Unabhängig davon hat die vom Antragsteller angegriffene Norm des § 1 Abs. 2 Satz 1 Nr. 2 Halbsatz 2 11. BayIfSMV schon keine eigenständige Regelungswirkung, die sich zu Lasten des Antragstellers auswirken könnte. Wie der Senat bereits zu § 1 Abs. 2 Nr. 2 7. BayIfSMV – wortgleich mit § 1 Abs. 2 Satz 1 Nr. 2 Halbsatz 1 11. BayIfSMV – festgestellt hat, setzt die Glaubhaftmachung eines Befreiungstatbestands aus gesundheitlichen Gründen im Regelfall die Vorlage einer ärztlichen Bescheinigung voraus, die nachvollziehbare Befundtatsachen sowie eine Diagnose enthält (BayVGH, B.v. 26.10.2020 – 20 CE 20.2185 – juris Rn. 18 f.; so auch OVG NRW, B.v. 24.9.2020 – 13 B 1368/20 – juris Rn. 11). Dies ergibt sich zum einen aus dem allgemeinen verwaltungsverfahrensrechtlichen Grundsatz, wonach die Darlegungslast für das Vorliegen eines Befreiungstatbestands denjenigen trifft, der sich auf den Befreiungstatbestand beruft und dessen Einflussbereich die darzulegenden Tatsachen unterliegen (vgl. Kallerhoff/Fellenberg in Stelkens/Bonk/Sachs, VwVfG, 9. Aufl. 2018, § 24 Rn. 54). Zum anderen muss wegen der spezifischen Zielsetzung der (ggf. FFP2-)Maskenpflicht – der Verhinderung bzw. Verlangsamung einer weiteren Ausbreitung von SARS-CoV-2-Infektionen in der Bevölkerung – gewährleistet sein, dass die mit der Kontrolle und Durchsetzung der Maskenpflicht befassten Behörden und Gerichte aufgrund konkreter und nachvollziehbarer Angaben in den ärztlichen Bescheinigungen das Vorliegen der jeweiligen Tatbestandsvoraussetzungen überprüfen können. Vor diesem Hintergrund hat die vom Antragsteller angegriffene Bestimmung keine eigenständige Regelungswirkung, sondern enthält nur einen deklaratorischen Hinweis auf die Rechtslage, zumal nach dem Wortlaut der Norm („insbesondere“) die Würdigung der zur Begründung eines Befreiungstatbestands geltend gemachten Tatsachen ausdrücklich dem Einzelfall vorbehalten bleibt.

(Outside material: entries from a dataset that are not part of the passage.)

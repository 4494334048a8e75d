//! Infrastructure layer: concrete implementations of application port traits.
//!
//! This module contains all I/O-performing code: process execution, filesystem
//! access, the metadata endpoint, config loading and log writing.
//!
//! Imports from `crate::domain` and `crate::application::ports` are allowed.
//! Imports from `crate::commands` or `crate::output` are forbidden.

pub mod command_runner;
pub mod config;
pub mod fs;
pub mod host;
pub mod metadata;
pub mod report_log;
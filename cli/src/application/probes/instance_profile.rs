//! IAM instance profile attached to the instance.

use anyhow::Result;

use crate::application::ports::MetadataClient;
use crate::domain::{HostSnapshot, ProbeVerdict};

/// # Errors
///
/// Returns an error if the metadata endpoint stops answering after the host
/// was detected as EC2.
pub async fn check(
    metadata: &impl MetadataClient,
    host: &HostSnapshot,
    role_name: &str,
) -> Result<ProbeVerdict> {
    if !host.is_ec2 {
        return Ok(ProbeVerdict::fail(
            "Unable to connect to EC2 instance metadata, failure is expected on-prem",
        ));
    }
    let path = format!("iam/security-credentials/{role_name}");
    if metadata.get(&path).await? {
        Ok(ProbeVerdict::pass())
    } else {
        Ok(ProbeVerdict::fail(format!(
            "Instance profile \"{role_name}\" not found"
        )))
    }
}
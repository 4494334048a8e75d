//! Probe registry, typed probe parameters and probe verdicts.
//!
//! This module is intentionally free of I/O, async, and external layer imports.
//! The registry is an explicit ordered list; adding a probe means adding a
//! `ProbeKind` variant and a line in [`registry`].

use preingest_common::{ConfigMode, Enforcement, Outcome, ValidationResult};
use serde::de::{self, DeserializeOwned};
use serde::{Deserialize, Deserializer, Serialize};
use serde_json::{Map, Value};

use crate::domain::drift::detect_custom;
use crate::domain::error::ConfigError;

/// Message attached to outcomes whose probe could not determine a result.
pub const UNSUPPORTED_ENVIRONMENT: &str = "Unable to validate due to unsupported environment";

/// Default instance profile looked up on the metadata endpoint.
pub const DEFAULT_ROLE_NAME: &str = "customer-mc-ec2-instance-profile";

/// Default minimum free space on the root volume, in GiB.
pub const DEFAULT_MIN_GB: u64 = 5;

// ── Probe kinds ───────────────────────────────────────────────────────────────

/// Every check the validator knows how to run.
#[derive(Debug, Clone, Copy, PartialEq, Eq, Hash)]
pub enum ProbeKind {
    EnhancedNetworking,
    FreeDiskSpace,
    ThirdPartySoftware,
    OperatingSystem,
    SshConfiguration,
    RepoAccess,
    InstanceProfile,
    SsmAgent,
}

impl ProbeKind {
    /// Key of this probe's section in the config file.
    #[must_use]
    pub const fn id(self) -> &'static str {
        match self {
            Self::EnhancedNetworking => "EnhancedNetworking",
            Self::FreeDiskSpace => "FreeDiskSpace",
            Self::ThirdPartySoftware => "ThirdPartySoftware",
            Self::OperatingSystem => "OperatingSystem",
            Self::SshConfiguration => "SSHConfiguration",
            Self::RepoAccess => "RepoAccess",
            Self::InstanceProfile => "InstanceProfile",
            Self::SsmAgent => "SSMAgent",
        }
    }

    /// Human-readable name shown in reports.
    #[must_use]
    pub const fn name(self) -> &'static str {
        match self {
            Self::EnhancedNetworking => "Enhanced Networking",
            Self::FreeDiskSpace => "Free Disk Space",
            Self::ThirdPartySoftware => "Third Party Software",
            Self::OperatingSystem => "Operating System",
            Self::SshConfiguration => "SSH Configuration",
            Self::RepoAccess => "Repo Access",
            Self::InstanceProfile => "Instance Profile",
            Self::SsmAgent => "SSM Agent",
        }
    }

    #[must_use]
    pub const fn enforcement(self) -> Enforcement {
        match self {
            Self::EnhancedNetworking | Self::SshConfiguration | Self::InstanceProfile => {
                Enforcement::Recommended
            }
            Self::FreeDiskSpace
            | Self::ThirdPartySoftware
            | Self::OperatingSystem
            | Self::RepoAccess
            | Self::SsmAgent => Enforcement::Required,
        }
    }

    /// Declared default parameters, as a JSON object.
    #[must_use]
    pub fn default_params(self) -> Map<String, Value> {
        match self {
            Self::FreeDiskSpace => defaults_of::<FreeDiskSpaceParams>(),
            Self::ThirdPartySoftware => defaults_of::<ThirdPartySoftwareParams>(),
            Self::InstanceProfile => defaults_of::<InstanceProfileParams>(),
            Self::EnhancedNetworking
            | Self::OperatingSystem
            | Self::SshConfiguration
            | Self::RepoAccess
            | Self::SsmAgent => defaults_of::<BasicParams>(),
        }
    }
}

// ── Registry ──────────────────────────────────────────────────────────────────

/// Static description of one registered probe.
#[derive(Debug, Clone, PartialEq)]
pub struct ProbeDescriptor {
    pub kind: ProbeKind,
    pub id: &'static str,
    pub name: &'static str,
    pub enforcement: Enforcement,
    pub defaults: Map<String, Value>,
}

impl ProbeDescriptor {
    #[must_use]
    pub fn new(kind: ProbeKind) -> Self {
        Self {
            kind,
            id: kind.id(),
            name: kind.name(),
            enforcement: kind.enforcement(),
            defaults: kind.default_params(),
        }
    }

    /// Defaults rendered as compact JSON, for config error messages.
    #[must_use]
    pub fn defaults_json(&self) -> String {
        Value::Object(self.defaults.clone()).to_string()
    }

    /// Decode this probe's config section into typed parameters.
    ///
    /// `None` means no section was supplied and the defaults apply. The
    /// returned mode reports whether any effective value differs from its
    /// default.
    ///
    /// # Errors
    ///
    /// Returns [`ConfigError::InvalidParameters`] if the section is not an
    /// object, names an unknown parameter, or holds a value of the wrong type.
    pub fn resolve_params<P: ProbeParams>(
        &self,
        section: Option<&Value>,
    ) -> Result<(P, ConfigMode), ConfigError> {
        let Some(section) = section else {
            return Ok((P::default(), ConfigMode::Default));
        };
        let invalid = |reason: String| ConfigError::InvalidParameters {
            probe: self.id.to_string(),
            defaults: self.defaults_json(),
            reason,
        };
        let Value::Object(supplied) = section else {
            return Err(invalid("section is not an object".to_string()));
        };
        let params = serde_json::from_value::<P>(section.clone()).map_err(|e| invalid(e.to_string()))?;
        Ok((params, detect_custom(&self.defaults, supplied)))
    }

    /// Build the outcome for a probe that ran.
    #[must_use]
    pub fn outcome(&self, verdict: ProbeVerdict, mode: ConfigMode) -> Outcome {
        let mut outcome =
            Outcome::new(self.name, self.enforcement, verdict.result).with_config_mode(mode);
        outcome.message = verdict.message;
        outcome.verbose_message = verdict.verbose_message;
        outcome
    }
}

/// The probes in the order they run.
#[must_use]
pub fn registry() -> Vec<ProbeDescriptor> {
    [
        ProbeKind::EnhancedNetworking,
        ProbeKind::FreeDiskSpace,
        ProbeKind::ThirdPartySoftware,
        ProbeKind::OperatingSystem,
        ProbeKind::SshConfiguration,
        ProbeKind::RepoAccess,
        ProbeKind::InstanceProfile,
        ProbeKind::SsmAgent,
    ]
    .into_iter()
    .map(ProbeDescriptor::new)
    .collect()
}

// ── Parameters ────────────────────────────────────────────────────────────────

/// Typed parameters accepted by a probe.
pub trait ProbeParams: Serialize + DeserializeOwned + Default {
    /// Whether the probe should run at all.
    fn enabled(&self) -> bool;
}

fn default_enabled() -> bool {
    true
}

/// Parameters for probes whose only switch is `enabled`.
#[derive(Debug, Clone, PartialEq, Eq, Serialize, Deserialize)]
#[serde(deny_unknown_fields, default)]
pub struct BasicParams {
    pub enabled: bool,
}

impl Default for BasicParams {
    fn default() -> Self {
        Self {
            enabled: default_enabled(),
        }
    }
}

impl ProbeParams for BasicParams {
    fn enabled(&self) -> bool {
        self.enabled
    }
}

#[derive(Debug, Clone, PartialEq, Eq, Serialize, Deserialize)]
#[serde(deny_unknown_fields, default)]
pub struct FreeDiskSpaceParams {
    /// Minimum free space on `/`, in GiB. Integral floats such as `5.0` are
    /// accepted.
    #[serde(deserialize_with = "whole_number")]
    pub min_gb: u64,
    pub enabled: bool,
}

impl Default for FreeDiskSpaceParams {
    fn default() -> Self {
        Self {
            min_gb: DEFAULT_MIN_GB,
            enabled: default_enabled(),
        }
    }
}

impl ProbeParams for FreeDiskSpaceParams {
    fn enabled(&self) -> bool {
        self.enabled
    }
}

#[derive(Debug, Clone, PartialEq, Eq, Serialize, Deserialize)]
#[serde(deny_unknown_fields, default)]
pub struct ThirdPartySoftwareParams {
    /// Extra executables to treat as conflicting software.
    pub custom_software_list: Option<Vec<String>>,
    pub enabled: bool,
}

impl Default for ThirdPartySoftwareParams {
    fn default() -> Self {
        Self {
            custom_software_list: None,
            enabled: default_enabled(),
        }
    }
}

impl ProbeParams for ThirdPartySoftwareParams {
    fn enabled(&self) -> bool {
        self.enabled
    }
}

#[derive(Debug, Clone, PartialEq, Eq, Serialize, Deserialize)]
#[serde(deny_unknown_fields, default)]
pub struct InstanceProfileParams {
    /// IAM role expected to be attached to the instance.
    pub role_name: String,
    pub enabled: bool,
}

impl Default for InstanceProfileParams {
    fn default() -> Self {
        Self {
            role_name: DEFAULT_ROLE_NAME.to_string(),
            enabled: default_enabled(),
        }
    }
}

impl ProbeParams for InstanceProfileParams {
    fn enabled(&self) -> bool {
        self.enabled
    }
}

/// Decode a non-negative whole number written either as an integer or as a
/// float with no fractional part.
#[allow(clippy::cast_possible_truncation, clippy::cast_sign_loss, clippy::cast_precision_loss)]
fn whole_number<'de, D>(deserializer: D) -> Result<u64, D::Error>
where
    D: Deserializer<'de>,
{
    let value = f64::deserialize(deserializer)?;
    if value.is_finite() && value >= 0.0 && value.fract() == 0.0 && value <= u64::MAX as f64 {
        Ok(value as u64)
    } else {
        Err(de::Error::custom(format!(
            "invalid value: {value}, expected a non-negative whole number"
        )))
    }
}

fn defaults_of<P: ProbeParams>() -> Map<String, Value> {
    match serde_json::to_value(P::default()) {
        Ok(Value::Object(map)) => map,
        _ => Map::new(),
    }
}

// ── Verdicts ──────────────────────────────────────────────────────────────────

/// What a probe body decided, before the driver attaches identity and config.
#[derive(Debug, Clone, PartialEq, Eq)]
pub struct ProbeVerdict {
    pub result: ValidationResult,
    pub message: Option<String>,
    pub verbose_message: Option<String>,
}

impl ProbeVerdict {
    fn new(result: ValidationResult, message: Option<String>) -> Self {
        Self {
            result,
            message,
            verbose_message: None,
        }
    }

    /// Pass without a message.
    #[must_use]
    pub fn pass() -> Self {
        Self::new(ValidationResult::Pass, None)
    }

    #[must_use]
    pub fn pass_with(message: impl Into<String>) -> Self {
        Self::new(ValidationResult::Pass, Some(message.into()))
    }

    #[must_use]
    pub fn fail(message: impl Into<String>) -> Self {
        Self::new(ValidationResult::Fail, Some(message.into()))
    }

    #[must_use]
    pub fn error(message: impl Into<String>) -> Self {
        Self::new(ValidationResult::Error, Some(message.into()))
    }

    /// The standard error verdict for a broken environment assumption.
    #[must_use]
    pub fn unsupported(detail: impl Into<String>) -> Self {
        Self::error(UNSUPPORTED_ENVIRONMENT).verbose(detail)
    }

    #[must_use]
    pub fn verbose(mut self, detail: impl Into<String>) -> Self {
        self.verbose_message = Some(detail.into());
        self
    }
}

// ── Unit tests ────────────────────────────────────────────────────────────────
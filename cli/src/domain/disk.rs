//! Root-volume capacity parsing and the free-space rule.
//!
//! This module is intentionally free of I/O, async, and external layer imports.

use crate::domain::error::HostError;
use crate::domain::probe::ProbeVerdict;

const KIB_PER_GIB: u64 = 1024 * 1024;

/// Utilization above which a passing check still carries a warning.
pub const HIGH_UTILIZATION: f64 = 0.85;

/// Capacity of one mounted filesystem, in KiB.
#[derive(Debug, Clone, Copy, PartialEq, Eq)]
pub struct DiskUsage {
    pub total_kib: u64,
    pub used_kib: u64,
    pub available_kib: u64,
}

impl DiskUsage {
    /// Whole GiB available to unprivileged users.
    #[must_use]
    pub fn free_gib(&self) -> u64 {
        self.available_kib / KIB_PER_GIB
    }

    /// Fraction of the volume in use, `0.0..=1.0`.
    #[must_use]
    #[allow(clippy::cast_precision_loss)] // ratio only, exactness not needed
    pub fn utilization(&self) -> f64 {
        if self.total_kib == 0 {
            return 0.0;
        }
        self.used_kib as f64 / self.total_kib as f64
    }
}

/// Parse the output of `df -P -k <path>`.
///
/// ```text
/// Filesystem     1024-blocks    Used Available Capacity Mounted on
/// /dev/nvme0n1p1    8376300  3084900   5291400      37% /
/// ```
///
/// # Errors
///
/// Returns an error if the data line is missing or a column is not a number,
/// or if the filesystem reports zero size.
pub fn parse_df_output(text: &str) -> Result<DiskUsage, HostError> {
    let columns: Vec<&str> = text
        .lines()
        .nth(1)
        .ok_or(HostError::UnparsableDiskUsage)?
        .split_whitespace()
        .collect();
    let column = |idx: usize| -> Result<u64, HostError> {
        columns
            .get(idx)
            .and_then(|s| s.parse::<u64>().ok())
            .ok_or(HostError::UnparsableDiskUsage)
    };
    let usage = DiskUsage {
        total_kib: column(1)?,
        used_kib: column(2)?,
        available_kib: column(3)?,
    };
    if usage.total_kib == 0 {
        return Err(HostError::EmptyVolume);
    }
    Ok(usage)
}

/// Decide the free-space check for a measured volume.
#[must_use]
#[allow(clippy::cast_possible_truncation, clippy::cast_sign_loss)] // percent of 0..=1
pub fn evaluate_free_space(usage: &DiskUsage, min_gb: u64) -> ProbeVerdict {
    let free = usage.free_gib();
    if free >= min_gb {
        let verdict = ProbeVerdict::pass_with(format!(
            "There are {free}gb free, {min_gb}gb are required"
        ));
        let utilization = usage.utilization();
        if utilization >= HIGH_UTILIZATION {
            let percent = (utilization * 100.0).round() as u64;
            return verdict.verbose(format!(
                "Warning, disk utilization seems to be {percent}%, we recommend less than 85%"
            ));
        }
        return verdict;
    }
    let diff = min_gb - free;
    ProbeVerdict::fail(format!(
        "Please free up about {diff}gb on the root volume, at least {min_gb}gb are required"
    ))
}

// ── Unit tests ────────────────────────────────────────────────────────────────
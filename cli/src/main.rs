//! Preingest CLI - host readiness validation before managed ingestion

use std::process::ExitCode;

use clap::Parser;
use preingest_cli::cli::Cli;
use preingest_cli::output::json::format_error;
use tracing_subscriber::EnvFilter;

#[tokio::main(flavor = "current_thread")]
async fn main() -> ExitCode {
    // Diagnostics go to stderr so stdout stays a clean report.
    let filter = EnvFilter::try_from_default_env().unwrap_or_else(|_| EnvFilter::new("warn"));
    tracing_subscriber::fmt()
        .with_env_filter(filter)
        .with_writer(std::io::stderr)
        .init();

    let cli = Cli::parse();
    let json = cli.json;
    match cli.run().await {
        Ok(code) => code,
        Err(e) => {
            let message = format!("{e:#}");
            match format_error(&message, "cli_error") {
                Ok(doc) if json => println!("{doc}"),
                _ => eprintln!("Error: {message}"),
            }
            ExitCode::FAILURE
        }
    }
}
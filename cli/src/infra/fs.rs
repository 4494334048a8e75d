//! Filesystem infrastructure: implements `HostFilesystem` and `ExecutableLookup`.

use std::path::{Path, PathBuf};

use anyhow::{Context, Result};

use crate::application::ports::{ExecutableLookup, HostFilesystem};

/// Production filesystem access against the real root.
#[derive(Debug, Default, Clone, Copy)]
pub struct LocalFs;

impl HostFilesystem for LocalFs {
    fn read_to_string(&self, path: &Path) -> Result<String> {
        std::fs::read_to_string(path).with_context(|| format!("cannot read {}", path.display()))
    }

    fn list_dir(&self, path: &Path) -> Result<Vec<String>> {
        let entries =
            std::fs::read_dir(path).with_context(|| format!("cannot list {}", path.display()))?;
        let mut names = Vec::new();
        for entry in entries {
            let entry = entry.with_context(|| format!("cannot list {}", path.display()))?;
            names.push(entry.file_name().to_string_lossy().into_owned());
        }
        names.sort();
        Ok(names)
    }

    fn contains_file_with_prefix(&self, root: &Path, prefix: &str) -> Result<bool> {
        if !root.is_dir() {
            return Ok(false);
        }
        find_prefixed(root, prefix)
    }
}

/// Depth-first search; symlinked directories are not followed.
fn find_prefixed(dir: &Path, prefix: &str) -> Result<bool> {
    let entries =
        std::fs::read_dir(dir).with_context(|| format!("cannot list {}", dir.display()))?;
    let mut subdirs = Vec::new();
    for entry in entries {
        let entry = entry.with_context(|| format!("cannot list {}", dir.display()))?;
        let file_type = entry
            .file_type()
            .with_context(|| format!("cannot stat {}", entry.path().display()))?;
        if file_type.is_dir() {
            subdirs.push(entry.path());
        } else if entry.file_name().to_string_lossy().starts_with(prefix) {
            return Ok(true);
        }
    }
    for sub in subdirs {
        if find_prefixed(&sub, prefix)? {
            return Ok(true);
        }
    }
    Ok(false)
}

impl ExecutableLookup for LocalFs {
    fn locate(&self, program: &str) -> Option<PathBuf> {
        which::which(program).ok()
    }
}

/// Whether the process runs with an effective uid of root.
#[must_use]
pub fn is_root() -> bool {
    #[cfg(unix)]
    {
        nix::unistd::geteuid().is_root()
    }
    #[cfg(not(unix))]
    {
        false
    }
}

3. Die Kostenentscheidung beruht auf § 154 Abs. 1 VwGO. Die Festsetzung des Gegenstandswertes ergibt sich aus § 53 Abs. 2 Nr. 2 i.V.m. § 52 Abs. 1 GKG. Da die von dem Antragsteller angegriffene Verordnung bereits mit Ablauf des 14. Februar 2021 außer Kraft tritt (§ 29 11. BayIfSMV), zielt der Eilantrag inhaltlich auf eine Vorwegnahme der Hauptsache, weshalb eine Reduzierung des Gegenstandswertes für das Eilverfahren auf der Grundlage von Ziff. 1.5 des Streitwertkatalogs für die Verwaltungsgerichtsbarkeit 2013 hier nicht angebracht ist.
Dieser Beschluss ist unanfechtbar, § 152 Abs. 1 VwGO.